//! Errno-to-status mapping and the version clamp.
//!
//! A handler reports failure as a raw OS error (an `io::Error` wrapping an
//! errno, or the sentinel [`Errno::Unspecified`] when no errno applies).
//! This module turns that into the [`StatusCode`] that actually goes on
//! the wire, clamped so a v3 client is never handed a code it was never
//! taught to parse.

use std::io;

use crate::protocol::{Descriptor, StatusCode};

/// The raw failure an operation reported, before version clamping.
#[derive(Debug, Clone, Copy)]
pub enum Errno {
    /// A specific OS errno, as returned by `io::Error::raw_os_error`.
    Os(i32),
    /// End of file / no more directory entries. Not an OS errno; handlers
    /// return this explicitly to distinguish it from a real failure.
    Eof,
    /// A failure with no specific errno to consult (maps to `Failure`).
    Unspecified,
}

/// Map an [`io::Error`] to the [`Errno`] the status mapper expects.
impl From<&io::Error> for Errno {
    fn from(err: &io::Error) -> Self {
        match err.raw_os_error() {
            Some(code) => Errno::Os(code),
            None => Errno::Unspecified,
        }
    }
}

/// Map a raw failure to the status code it represents, before any
/// version clamp is applied.
fn unclamped(errno: Errno) -> StatusCode {
    let code = match errno {
        Errno::Eof => return StatusCode::Eof,
        Errno::Unspecified => return StatusCode::Failure,
        Errno::Os(code) => code,
    };

    if code == libc::EPERM || code == libc::EACCES {
        StatusCode::PermissionDenied
    } else if code == libc::ENOENT {
        StatusCode::NoSuchFile
    } else if code == libc::ENOSPC {
        StatusCode::NoSpaceOnFilesystem
    } else if code == libc::ELOOP {
        StatusCode::LinkLoop
    } else if code == libc::EDQUOT {
        StatusCode::QuotaExceeded
    } else if code == libc::ENAMETOOLONG {
        StatusCode::InvalidFilename
    } else if code == libc::ENOTEMPTY {
        StatusCode::DirNotEmpty
    } else if code == libc::EIO {
        StatusCode::FileCorrupt
    } else if code == libc::ENOTDIR {
        StatusCode::NotADirectory
    } else if code == libc::EISDIR {
        StatusCode::FileIsADirectory
    } else if code == libc::EEXIST {
        StatusCode::FileAlreadyExists
    } else if code == libc::EROFS {
        StatusCode::WriteProtect
    } else {
        StatusCode::Failure
    }
}

/// Map a raw failure to the status code a client of `descriptor`'s
/// version is entitled to see: codes above `max_status` are clamped down
/// to `Failure` so older clients never have to parse a code their draft
/// doesn't define.
pub fn to_status(errno: Errno, descriptor: &Descriptor) -> StatusCode {
    let code = unclamped(errno);
    if u32::from(code) > descriptor.max_status {
        StatusCode::Failure
    } else {
        code
    }
}

/// Map an [`io::Error`] to its unclamped status code. Handlers don't see
/// the active descriptor, so they report unclamped and let the
/// dispatcher's `encode_status`/`emit_outcome` apply the version ceiling
/// before the response reaches the wire.
pub fn from_io_error(err: &io::Error) -> StatusCode {
    unclamped(Errno::from(err))
}

#[cfg(test)]
#[allow(clippy::unwrap_used, clippy::expect_used, clippy::panic)]
mod tests {
    use super::*;
    use crate::protocol::ProtocolVersion;

    #[test]
    fn enoent_maps_to_no_such_file() {
        let status = unclamped(Errno::Os(libc::ENOENT));
        assert_eq!(status, StatusCode::NoSuchFile);
    }

    #[test]
    fn eacces_and_eperm_map_to_permission_denied() {
        assert_eq!(
            unclamped(Errno::Os(libc::EACCES)),
            StatusCode::PermissionDenied
        );
        assert_eq!(
            unclamped(Errno::Os(libc::EPERM)),
            StatusCode::PermissionDenied
        );
    }

    #[test]
    fn unknown_errno_maps_to_failure() {
        assert_eq!(unclamped(Errno::Os(i32::MAX)), StatusCode::Failure);
    }

    #[test]
    fn v3_clamps_lock_conflict_down_to_failure() {
        let descriptor = Descriptor::for_version(ProtocolVersion::V3);
        // ENOTEMPTY -> DirNotEmpty (18), above v3's max_status of 4.
        let status = to_status(Errno::Os(libc::ENOTEMPTY), descriptor);
        assert_eq!(status, StatusCode::Failure);
    }

    #[test]
    fn v6_passes_dir_not_empty_through_unclamped() {
        let descriptor = Descriptor::for_version(ProtocolVersion::V6);
        let status = to_status(Errno::Os(libc::ENOTEMPTY), descriptor);
        assert_eq!(status, StatusCode::DirNotEmpty);
    }

    #[test]
    fn eof_is_never_clamped() {
        let descriptor = Descriptor::for_version(ProtocolVersion::V3);
        assert_eq!(to_status(Errno::Eof, descriptor), StatusCode::Eof);
    }
}
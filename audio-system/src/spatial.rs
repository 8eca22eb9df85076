//! Volume, stereo separation and priority for a sound relative to the listener.

use asset_manager::descriptor::SoundDescriptor;
use audio_backend::{MAX_VOLUME, NORM_SEP};
use serde::Deserialize;

use crate::audio_world::{ListenerPose, SoundWorld, SourcePose};
use crate::fixed::{finesine, fixed_mul, point_to_angle, point_to_dist, to_fixed, ANGLETOFINESHIFT, FRACBITS};

/// Stereo swing in map units.
const S_STEREO_SWING: i32 = 96;
const MAX_PRIORITY: i32 = 255;

const IDLE_CLOSE_DIST: i32 = 200;
const IDLE_CLIPPING_DIST: i32 = 1200;
const STATIC_CLIPPING_DIST: i32 = 192;

/// Falloff model for a started sound.
#[derive(Debug, Clone, Copy, PartialEq, Eq, Hash, Default, Deserialize)]
#[serde(rename_all = "snake_case")]
pub enum Attenuation {
    /// Use the descriptor's own close/clipping distances.
    #[default]
    Normal,
    /// Engine default distances, ignoring the descriptor.
    Idle,
    /// Short fixed falloff.
    Static,
    /// Everywhere at full volume.
    None,
}

impl Attenuation {
    /// `(attenuator, close, clipping)` in map units.
    fn distances(self, desc: &SoundDescriptor) -> (i32, i32, i32) {
        match self {
            Attenuation::Normal => {
                let close = desc.close_dist;
                let clip = desc.clipping_dist;
                (clip - close, close, clip)
            }
            Attenuation::Idle => (IDLE_CLIPPING_DIST - IDLE_CLOSE_DIST, IDLE_CLOSE_DIST, IDLE_CLIPPING_DIST),
            Attenuation::Static => (STATIC_CLIPPING_DIST, 0, STATIC_CLIPPING_DIST),
            Attenuation::None => (0, 0, 0),
        }
    }
}

#[derive(Debug, Clone, Copy, PartialEq, Eq)]
pub struct SpatialParams {
    pub volume: i32,
    pub separation: i32,
    /// Effective priority after the quietness bias.
    pub priority: i32,
    pub audible: bool,
}

impl SpatialParams {
    fn silent(priority: i32) -> Self {
        Self { volume: 0, separation: NORM_SEP, priority, audible: false }
    }
}

#[derive(Debug, Clone, Copy)]
pub struct SpatialParameterComputer {
    /// Global sfx scalar, 0..=15.
    pub sfx_volume: i32,
}

impl Default for SpatialParameterComputer {
    fn default() -> Self {
        Self { sfx_volume: 15 }
    }
}

impl SpatialParameterComputer {
    pub fn new(sfx_volume: i32) -> Self {
        Self { sfx_volume: sfx_volume.clamp(0, 15) }
    }

    /// Channel volume scaled by the global sfx volume, in 0..=127.
    pub fn scaled_volume(&self, channel_volume: i32) -> i32 {
        (channel_volume * self.sfx_volume / 15).clamp(0, MAX_VOLUME)
    }

    /// Parameters for `source` heard by `listener`.
    ///
    /// A missing listener means a global sound: full scaled volume, centered,
    /// priority untouched.
    pub fn compute(
        &self,
        listener: Option<&ListenerPose>,
        source: &SourcePose,
        channel_volume: i32,
        priority: i32,
        attenuation: Attenuation,
        desc: &SoundDescriptor,
        world: &dyn SoundWorld,
    ) -> SpatialParams {
        let base = self.scaled_volume(channel_volume);
        let Some(listener) = listener else {
            return SpatialParams { volume: base, separation: NORM_SEP, priority, audible: true };
        };

        match self.attenuate(listener, source, base, attenuation, desc, world) {
            Some((volume, separation)) => SpatialParams {
                volume,
                separation,
                priority: bias_priority(priority, volume),
                audible: volume > 0,
            },
            None => SpatialParams::silent(bias_priority(priority, 0)),
        }
    }

    /// `Some((volume, separation))`, or `None` when the sound cannot be heard.
    fn attenuate(
        &self,
        listener: &ListenerPose,
        source: &SourcePose,
        base: i32,
        attenuation: Attenuation,
        desc: &SoundDescriptor,
        world: &dyn SoundWorld,
    ) -> Option<(i32, i32)> {
        if listener.kill_sound || source.kill_sound {
            return None;
        }

        let (attenuator, close, clip) = attenuation.distances(desc);
        if attenuator <= 0 {
            return Some((base, NORM_SEP));
        }

        let (mut sx, mut sy) = (source.x, source.y);
        if source.group != listener.group {
            if let Some(offset) = world.portal_offset(source.group, listener.group) {
                sx = sx.wrapping_add(offset.dx);
                sy = sy.wrapping_add(offset.dy);
            }
        }

        let dist = point_to_dist(listener.x, listener.y, sx, sy);
        if dist == 0 {
            return Some((base, NORM_SEP));
        }
        if dist >= to_fixed(clip) {
            return None;
        }

        let mut angle = point_to_angle(listener.x, listener.y, sx, sy);
        if angle <= listener.angle {
            angle = angle.wrapping_add(0xffff_ffff);
        }
        let fine = (angle.wrapping_sub(listener.angle) >> ANGLETOFINESHIFT) as usize;
        let separation = NORM_SEP - (fixed_mul(to_fixed(S_STEREO_SWING), finesine(fine)) >> FRACBITS);

        let volume = if dist < to_fixed(close) {
            base
        } else {
            let remaining = ((to_fixed(clip) - dist) >> FRACBITS) as i64;
            (base as i64 * remaining / attenuator as i64) as i32
        };
        Some((volume, separation))
    }
}

fn bias_priority(priority: i32, volume: i32) -> i32 {
    (priority + (MAX_VOLUME - volume)).min(MAX_PRIORITY)
}
use std::collections::HashMap;

use crate::fixed::{Angle, Fixed};

/// Identity of a world object that can emit sounds. Never owned by the core.
#[derive(Debug, Clone, Copy, PartialEq, Eq, Hash, PartialOrd, Ord)]
pub struct OriginId(pub u32);

/// Portal group (linked region) a position belongs to.
#[derive(Debug, Clone, Copy, PartialEq, Eq, Hash, Default)]
pub struct GroupId(pub u16);

/// Position of a sound emitter plus the region flags the spatial math needs.
#[derive(Debug, Clone, Copy, PartialEq, Eq, Default)]
pub struct SourcePose {
    pub x: Fixed,
    pub y: Fixed,
    pub z: Fixed,
    pub group: GroupId,
    /// The containing sector silences every sound in it.
    pub kill_sound: bool,
}

impl SourcePose {
    pub fn at(x: Fixed, y: Fixed) -> Self {
        Self { x, y, ..Self::default() }
    }

    pub fn in_group(mut self, group: GroupId) -> Self {
        self.group = group;
        self
    }

    pub fn killed(mut self, kill: bool) -> Self {
        self.kill_sound = kill;
        self
    }
}

#[derive(Debug, Clone, Copy, PartialEq, Eq, Default)]
pub struct ListenerPose {
    pub x: Fixed,
    pub y: Fixed,
    pub z: Fixed,
    /// Facing, as a binary angle.
    pub angle: Angle,
    pub group: GroupId,
    pub kill_sound: bool,
    /// Sounds emitted by this origin are never spatialized.
    pub origin: Option<OriginId>,
}

impl ListenerPose {
    pub fn at(x: Fixed, y: Fixed, angle: Angle) -> Self {
        Self { x, y, angle, ..Self::default() }
    }

    pub fn with_origin(mut self, origin: OriginId) -> Self {
        self.origin = Some(origin);
        self
    }

    pub fn in_group(mut self, group: GroupId) -> Self {
        self.group = group;
        self
    }

    pub fn killed(mut self, kill: bool) -> Self {
        self.kill_sound = kill;
        self
    }
}

/// Translation applied to a source in one group to express it in another.
#[derive(Debug, Clone, Copy, PartialEq, Eq, Default)]
pub struct PortalOffset {
    pub dx: Fixed,
    pub dy: Fixed,
    pub dz: Fixed,
}

/// Read-only view of the game world used by the sound core.
pub trait SoundWorld {
    /// Current pose of `origin`, or `None` once the object is gone.
    fn origin_pose(&self, origin: OriginId) -> Option<SourcePose>;

    /// Offset that moves a point from group `from` into group `to`.
    fn portal_offset(&self, _from: GroupId, _to: GroupId) -> Option<PortalOffset> {
        None
    }
}

/// In-memory world: origins and portal offsets registered by hand.
#[derive(Debug, Default, Clone)]
pub struct StaticWorld {
    origins: HashMap<OriginId, SourcePose>,
    portals: HashMap<(GroupId, GroupId), PortalOffset>,
}

impl StaticWorld {
    pub fn new() -> Self {
        Self::default()
    }

    pub fn set_origin(&mut self, origin: OriginId, pose: SourcePose) {
        self.origins.insert(origin, pose);
    }

    pub fn remove_origin(&mut self, origin: OriginId) -> Option<SourcePose> {
        self.origins.remove(&origin)
    }

    /// Registers `offset` for `from -> to` and its negation for `to -> from`.
    pub fn link_groups(&mut self, from: GroupId, to: GroupId, offset: PortalOffset) {
        self.portals.insert((from, to), offset);
        self.portals.insert((to, from), PortalOffset { dx: -offset.dx, dy: -offset.dy, dz: -offset.dz });
    }
}

impl SoundWorld for StaticWorld {
    fn origin_pose(&self, origin: OriginId) -> Option<SourcePose> {
        self.origins.get(&origin).copied()
    }

    fn portal_offset(&self, from: GroupId, to: GroupId) -> Option<PortalOffset> {
        self.portals.get(&(from, to)).copied()
    }
}
//! Sound descriptors, raw sample lumps and the decoded sample cache.
pub mod asset_manager;
pub mod descriptor;
pub mod loader;
pub mod sfx;
pub mod sfx_loader;
pub mod util;

pub use asset_manager::SoundCatalog;
pub use descriptor::{PitchProfile, ResolvedSound, SoundDescriptor, SoundId};
pub use loader::{LumpSource, MemoryLumps, SampleCache};
pub use sfx::{PcmSample, RawSample};
pub use util::AssetError;
// Device-facing half of the sound core: the `AudioBackend` contract that pulls
// samples on the device thread, and the `PlaybackEngine` mixer that fills them.

use std::fmt;
use std::sync::Arc;

use thiserror::Error;

pub mod mixer;
pub use mixer::{NORM_PITCH, NORM_SEP, MAX_VOLUME, PlaybackEngine, VoiceParams, render_fn_for_engine};

// The mock backend renders only when a test pumps it.
#[cfg(feature = "mock-audio")]
pub mod mock_backend;

#[cfg(not(feature = "mock-audio"))]
pub mod cpal_backend;

/// A specialized error type for audio backend failures.
#[derive(Debug, Error)]
pub enum BackendError {
    #[error("no output device available")]
    DeviceNotFound,
    #[error("unsupported device format: {0}")]
    UnsupportedFormat(String),
    #[error("failed to create output stream")]
    StreamCreationFailed,
    #[error("playback error: {0}")]
    PlaybackError(String),
    #[error("{0}")]
    Other(String),
}

/// The render callback function.
///
/// Called on the real-time audio thread with an interleaved buffer, the device
/// sample rate and the frame count. It must be `Send + Sync` to be shared
/// across threads.
pub type RenderFn = Arc<dyn Fn(&mut [f32], u32, usize) + Send + Sync + 'static>;

/// Diagnostics events emitted by the backend (non-RT callbacks expected).
#[derive(Debug, Clone)]
pub enum DiagnosticEvent {
    XRun { count: u32 },
    DeviceRemoved,
    BufferSizeChanged { frames: usize },
    Other(String),
}

impl fmt::Display for DiagnosticEvent {
    fn fmt(&self, f: &mut fmt::Formatter<'_>) -> fmt::Result {
        match self {
            DiagnosticEvent::XRun { count } => write!(f, "XRun(count={})", count),
            DiagnosticEvent::DeviceRemoved => write!(f, "DeviceRemoved"),
            DiagnosticEvent::BufferSizeChanged { frames } => write!(f, "BufferSizeChanged(frames={})", frames),
            DiagnosticEvent::Other(s) => write!(f, "Other({})", s),
        }
    }
}

/// Non-RT diagnostics callback type.
pub type DiagnosticsCb = Arc<dyn Fn(DiagnosticEvent) + Send + Sync + 'static>;

/// Represents the effective configuration of an audio device.
#[derive(Debug, Clone)]
pub struct DeviceInfo {
    pub sample_rate: u32,
    pub buffer_size: usize,
    pub channels: u16,
    pub device_name: Option<String>,
}

pub trait DeviceInfoProvider {
    fn get_device_name(&self) -> Option<&str>;
}

/// The core trait defining the audio backend's contract.
pub trait AudioBackend {
    fn start(&mut self, render: RenderFn) -> Result<(), BackendError>;
    fn stop(&mut self) -> Result<(), BackendError>;
    fn sample_rate(&self) -> u32;
    fn buffer_size(&self) -> usize;
    fn channels(&self) -> u16;
    /// Returns frames since stream start. 0 if not running.
    fn frames_since_start(&self) -> u64;
    /// Register or clear non-RT diagnostics callback.
    fn set_diagnostics_callback(&mut self, cb: Option<DiagnosticsCb>);

    fn as_device_info_provider(&self) -> Option<&dyn DeviceInfoProvider>;
}

fn log_backend(kind: &str, backend: &dyn AudioBackend) {
    let device_name = backend
        .as_device_info_provider()
        .and_then(|d| d.get_device_name().map(str::to_string))
        .unwrap_or_else(|| "<unknown>".to_string());
    tracing::info!(
        backend = kind,
        sample_rate = backend.sample_rate(),
        buffer_size = backend.buffer_size(),
        channels = backend.channels(),
        device = %device_name,
        "audio backend created"
    );
}

#[cfg(not(feature = "mock-audio"))]
pub fn create_audio_backend() -> Result<Box<dyn AudioBackend>, BackendError> {
    let backend = cpal_backend::CpalAudioBackend::new()?;
    log_backend("cpal", &backend);
    Ok(Box::new(backend))
}

#[cfg(feature = "mock-audio")]
pub fn create_audio_backend() -> Result<Box<dyn AudioBackend>, BackendError> {
    let backend = mock_backend::MockAudioBackend::new();
    log_backend("mock", &backend);
    Ok(Box::new(backend))
}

--------

In the records above, each line with the string "kind" should be copied.

§ **EXERCISE RESULT**:
fn log_backend(kind: &str, backend: &dyn AudioBackend) {
        backend = kind,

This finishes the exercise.